Gendron live-streamed his deliberately planned attack on Twitch, the video service owned by Amazon. The tech company managed to take the video down in two minutes, which is probably as prompt an action as humans and their algorithms can manage.

But who is ultimately responsible for spreading the idea far and wide and giving it such credibility and respectability.

In a remarkable opinion piece, MSNBC commentator Lawrence O’Donnell did not mince his words.

It was not good enough now for Fox News simply to condemn the violence and Gendron’s racist views and then push on to the rest of their scheduled programmes.

“Fox News and their hosts have got to actually stop spreading dangerous ideas such as replacement theory on their shows,” insisted O’Donnell.

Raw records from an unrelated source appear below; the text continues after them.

//! Frame detection and removal orchestrator
//!
//! This module provides the main [`FrameDetector`] that runs the full
//! pipeline: decode, grayscale/blur, Sobel edge map, boundary location,
//! confidence scoring, validation, and (for removal) crop plus
//! format-preserving re-encode.
//!
//! The detector never propagates an error across its public boundary:
//! every call returns a fully-populated result whose fields communicate
//! success, failure, or ambiguity. Each invocation is a pure, synchronous
//! computation over one in-memory buffer; instances are cheap and hold
//! nothing but the resolved configuration, so one detector can be shared
//! freely across worker threads.

use crate::{
    boundary::BoundaryLocator,
    confidence::{ConfidenceScorer, DetectionValidator},
    config::FrameDetectionConfig,
    edges::SobelEdgeDetector,
    error::{FrameRemovalError, Result},
    preprocess::ImagePreprocessor,
    services::{OutputFormatHandler, SourceFormat},
    types::{
        BoundingBox, DetectionTimings, FrameDetectionResult, FrameRemovalResult, ImageDimensions,
    },
};
use image::DynamicImage;
use instant::Instant;
use log::debug;
use tracing::{instrument, span, Level};

/// Frame detector with immutable, pre-validated configuration
pub struct FrameDetector {
    config: FrameDetectionConfig,
}

impl FrameDetector {
    /// Create a detector from a configuration
    ///
    /// # Errors
    /// Returns `FrameRemovalError::InvalidConfig` when the configuration
    /// fails validation; see [`FrameDetectionConfig::validate`].
    pub fn new(config: FrameDetectionConfig) -> Result<Self> {
        config.validate()?;
        Ok(Self { config })
    }

    /// Create a detector with the documented default thresholds
    #[must_use]
    pub fn with_defaults() -> Self {
        Self {
            config: FrameDetectionConfig::default(),
        }
    }

    /// Get the resolved configuration
    #[must_use]
    pub fn config(&self) -> &FrameDetectionConfig {
        &self.config
    }

    /// Detect a decorative frame in an encoded image
    ///
    /// Never panics or returns an error: an undecodable input yields
    /// `has_frame=false, confidence=0.0` with 0x0 original dimensions.
    #[instrument(skip(self, image_bytes), fields(input_bytes = image_bytes.len()))]
    pub fn detect_frame(&self, image_bytes: &[u8]) -> FrameDetectionResult {
        let total_start = Instant::now();

        match self.run_detection(image_bytes, total_start) {
            Ok((detection, _)) => detection,
            Err(e) => {
                debug!("Frame detection aborted: {}", e);
                let timings = DetectionTimings {
                    total_ms: total_start.elapsed().as_millis() as u64,
                    ..DetectionTimings::default()
                };
                FrameDetectionResult::undecodable(timings)
            },
        }
    }

    /// Detect and, when confident, remove a decorative frame
    ///
    /// When no frame is found (including the undecodable case) the call
    /// succeeds with no processed bytes: that outcome is "nothing to do",
    /// not a failure. The crop is applied to the original decoded image,
    /// not the blurred grayscale working copy, and re-encoded in the
    /// source format.
    #[instrument(skip(self, image_bytes), fields(input_bytes = image_bytes.len()))]
    pub fn remove_frame(&self, image_bytes: &[u8]) -> FrameRemovalResult {
        let total_start = Instant::now();

        let (detection, image) = match self.run_detection(image_bytes, total_start) {
            Ok(pair) => pair,
            Err(e) => {
                debug!("Frame removal found nothing to process: {}", e);
                let timings = DetectionTimings {
                    total_ms: total_start.elapsed().as_millis() as u64,
                    ..DetectionTimings::default()
                };
                let elapsed = total_start.elapsed().as_millis() as u64;
                return FrameRemovalResult::no_frame(
                    FrameDetectionResult::undecodable(timings),
                    elapsed,
                );
            },
        };

        let Some(bounding_box) = detection.bounding_box else {
            let elapsed = total_start.elapsed().as_millis() as u64;
            return FrameRemovalResult::no_frame(detection, elapsed);
        };

        let crop_result = {
            let _span = span!(
                Level::DEBUG,
                "crop_encode",
                x = bounding_box.x,
                y = bounding_box.y,
                width = bounding_box.width,
                height = bounding_box.height
            )
            .entered();
            Self::crop_and_encode(&image, bounding_box, image_bytes)
        };

        let elapsed = total_start.elapsed().as_millis() as u64;
        match crop_result {
            Ok(bytes) => FrameRemovalResult::cropped(bytes, detection, elapsed),
            Err(e) => FrameRemovalResult::failed(e.to_string(), detection, elapsed),
        }
    }

    /// Run the fallible pipeline, keeping the decoded image for a
    /// subsequent crop
    fn run_detection(
        &self,
        image_bytes: &[u8],
        total_start: Instant,
    ) -> Result<(FrameDetectionResult, DynamicImage)> {
        let mut timings = DetectionTimings::default();

        let decode_start = Instant::now();
        let image = ImagePreprocessor::decode(image_bytes)?;
        timings.decode_ms = decode_start.elapsed().as_millis() as u64;

        let original = ImageDimensions::new(image.width(), image.height());

        let gray = {
            let _span = span!(Level::DEBUG, "preprocessing", dimensions = %original).entered();
            let preprocess_start = Instant::now();
            let gray = ImagePreprocessor::blurred_luma(&image, self.config.blur_kernel_size);
            timings.preprocess_ms = preprocess_start.elapsed().as_millis() as u64;
            gray
        };

        let edges = {
            let _span = span!(Level::DEBUG, "edge_detection").entered();
            let edge_start = Instant::now();
            let edges = SobelEdgeDetector::detect(&gray, self.config.edge_threshold);
            timings.edge_ms = edge_start.elapsed().as_millis() as u64;
            edges
        };

        let locate_start = Instant::now();
        let candidate = BoundaryLocator::locate(&edges);
        let confidence = ConfidenceScorer::score(&candidate, original, &edges);
        let accepted = DetectionValidator::validate(&candidate, confidence, original, &self.config);
        timings.locate_ms = locate_start.elapsed().as_millis() as u64;
        timings.total_ms = total_start.elapsed().as_millis() as u64;

        debug!(
            "Frame detection: candidate {:?}, confidence {:.3}, accepted {}",
            candidate, confidence, accepted
        );

        let detection = if accepted {
            FrameDetectionResult::accepted(candidate, confidence, original, timings)
        } else {
            FrameDetectionResult::rejected(confidence, original, timings)
        };

        Ok((detection, image))
    }

    /// Crop the original image to the accepted box and re-encode it in the
    /// source format
    fn crop_and_encode(
        image: &DynamicImage,
        bounding_box: BoundingBox,
        original_bytes: &[u8],
    ) -> Result<Vec<u8>> {
        let format = SourceFormat::detect(original_bytes).ok_or_else(|| {
            FrameRemovalError::unsupported_format(
                "source format could not be determined for re-encoding",
            )
        })?;

        let cropped = image.crop_imm(
            bounding_box.x,
            bounding_box.y,
            bounding_box.width,
            bounding_box.height,
        );

        if cropped.width() == 0 || cropped.height() == 0 {
            return Err(FrameRemovalError::processing_stage_error(
                "crop",
                "crop produced an empty image",
                Some(&format!("box: {:?}", bounding_box)),
            ));
        }

        OutputFormatHandler::encode(&cropped, format)
    }
}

It was really a simple matter. They would stop as soon as Rupert Murdoch tells them to stop.

The main headline in The Buffalo News, the local daily newspaper, said that Fox News had “Blood On Its Hands.”

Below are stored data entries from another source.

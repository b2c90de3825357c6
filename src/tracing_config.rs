//! Tracing configuration module for structured logging
//!
//! Centralized configuration for tracing subscribers, following the
//! convention that applications configure subscribers while the library
//! only emits trace events.

#[cfg(feature = "cli")]
use tracing_subscriber::{layer::SubscriberExt, util::SubscriberInitExt, EnvFilter, Registry};

/// Configuration for tracing output format
#[derive(Debug, Clone, Copy, PartialEq, Eq)]
pub enum TracingFormat {
    /// Human-readable console output with colors (default for CLI)
    Console,
    /// Compact console output without ANSI, for CI environments
    Compact,
    /// JSON structured logging for production environments
    #[cfg(feature = "tracing-json")]
    Json,
}

/// Tracing configuration builder
#[derive(Debug)]
pub struct TracingConfig {
    /// Verbosity level (maps to log levels)
    pub verbosity: u8,
    /// Output format
    pub format: TracingFormat,
    /// Environment filter string (overrides verbosity if set)
    pub env_filter: Option<String>,
}

impl Default for TracingConfig {
    fn default() -> Self {
        Self {
            verbosity: 0,
            format: TracingFormat::Console,
            env_filter: None,
        }
    }
}

impl TracingConfig {
    /// Create a new tracing configuration
    #[must_use]
    pub fn new() -> Self {
        Self::default()
    }

    /// Set verbosity level (0-2+)
    #[must_use]
    pub fn with_verbosity(mut self, verbosity: u8) -> Self {
        self.verbosity = verbosity;
        self
    }

    /// Set output format
    #[must_use]
    pub fn with_format(mut self, format: TracingFormat) -> Self {
        self.format = format;
        self
    }

    /// Set custom environment filter
    #[must_use]
    pub fn with_env_filter<S: Into<String>>(mut self, filter: S) -> Self {
        self.env_filter = Some(filter.into());
        self
    }

    /// Convert verbosity level to tracing filter string
    #[must_use]
    pub fn verbosity_to_filter(&self) -> &'static str {
        match self.verbosity {
            0 => "warn",  // Default: warnings and errors only
            1 => "info",  // -v: progress and summaries
            2 => "debug", // -vv: internal state and computations
            _ => "trace", // -vvv+: extremely detailed traces
        }
    }

    /// Initialize the tracing subscriber based on this configuration
    ///
    /// # Errors
    /// Returns an error when the environment filter string cannot be
    /// parsed or a global subscriber is already installed.
    #[cfg(feature = "cli")]
    pub fn init(self) -> anyhow::Result<()> {
        use tracing_subscriber::fmt;

        let filter = if let Some(env_filter) = &self.env_filter {
            EnvFilter::try_new(env_filter)?
        } else {
            EnvFilter::try_new(self.verbosity_to_filter())?
        };

        let registry = Registry::default().with(filter);

        match self.format {
            TracingFormat::Console => {
                let fmt_layer = fmt::layer()
                    .with_ansi(true)
                    .with_target(false)
                    .with_level(true)
                    .compact();
                registry.with(fmt_layer).init();
            },
            TracingFormat::Compact => {
                let fmt_layer = fmt::layer()
                    .with_ansi(false)
                    .with_target(false)
                    .compact();
                registry.with(fmt_layer).init();
            },
            #[cfg(feature = "tracing-json")]
            TracingFormat::Json => {
                let fmt_layer = fmt::layer()
                    .json()
                    .with_current_span(true)
                    .with_span_list(true);
                registry.with(fmt_layer).init();
            },
        }

        Ok(())
    }
}

/// Initialize tracing for CLI usage with the given verbosity
///
/// # Errors
/// Returns an error when subscriber installation fails.
#[cfg(feature = "cli")]
pub fn init_cli_tracing(verbosity: u8) -> anyhow::Result<()> {
    TracingConfig::new().with_verbosity(verbosity).init()
}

However, although the article mentioned Tucker Carlson nine times it did not mention Rupert Murdoch.

“Fox News doesn’t have hands. Rupert Murdoch does,” argued O’Donnell who also wrote The West Wing.

Following the murders the senior Senator for New York Charles Schumer wrote to both Rupert Murdoch, chairman and Lachlan Murdoch, chief executive of the Fox Corporation, accusing them of allowing the “pernicious (replacement) theory which has no basis in fact” to move from the fringes of American life to the mainstream “thanks in large part to a dangerous level of amplification by your network and its anchors.”

Advertisers must use their power

Interestingly the British press coverage understandably gave prominence to the fact the killer suggested that London Mayor Sadiq Khan should be murdered. The Times mentioned replacement theory but not the role of Fox News in its dissemination. The Sun mentioned neither.

By chance, this week is the traditional advertising upfronts in New York where the television networks show off their best wares in advance of the main advertising buying season.

What will Fox executive Lachlan Murdoch have to say – if anything – about how effective Fox News has been in normalising the great replacement theory?

More to the point will advertisers, led by MyPillow, and including all the usual car companies and health care producers may any attention?

They should.

Advertising boycotts are usually a bad idea, particularly when whipped up by single issue, online pressure groups. But advertisers should have a care about where their advertisements appear and have a particular responsibility to avoid the propagation of what turns out to be lethal ideas.

Many large advertisers already subscribe to NewsGuard, the news rating organisation, to avoid supporting media outlets that promote fake news.

Replacement theory, and pro-Russian myths, surely fit into such a category.

Alas the viewers will still probably come to the Carlson circus. The only thing that will get Rupert Murdoch’s attention is if the advertisers no longer turn up.

They should use their power immediately.

Should they decide to find more rational homes for their advertising it could pose a dilemma for Murdoch. Will he have to decide whether to sack Tucker Carlson his star anchor or order him to reduce the range of his deranged content, thereby reducing his attraction to those who want to believe such damaging drivel in the first place.

Given his track record we can predict that Rupert Murdoch will fail to do the decent thing, will shrug of the criticisms of Lawrence O’Donnell and Senator Schumer and wipe off “the blood on his hands” and keep on trucking.

Raymond Snoddy is a media consultant, national newspaper columnist and former presenter of NewsWatch on BBC News. He writes for The Media Leader on Wednesdays.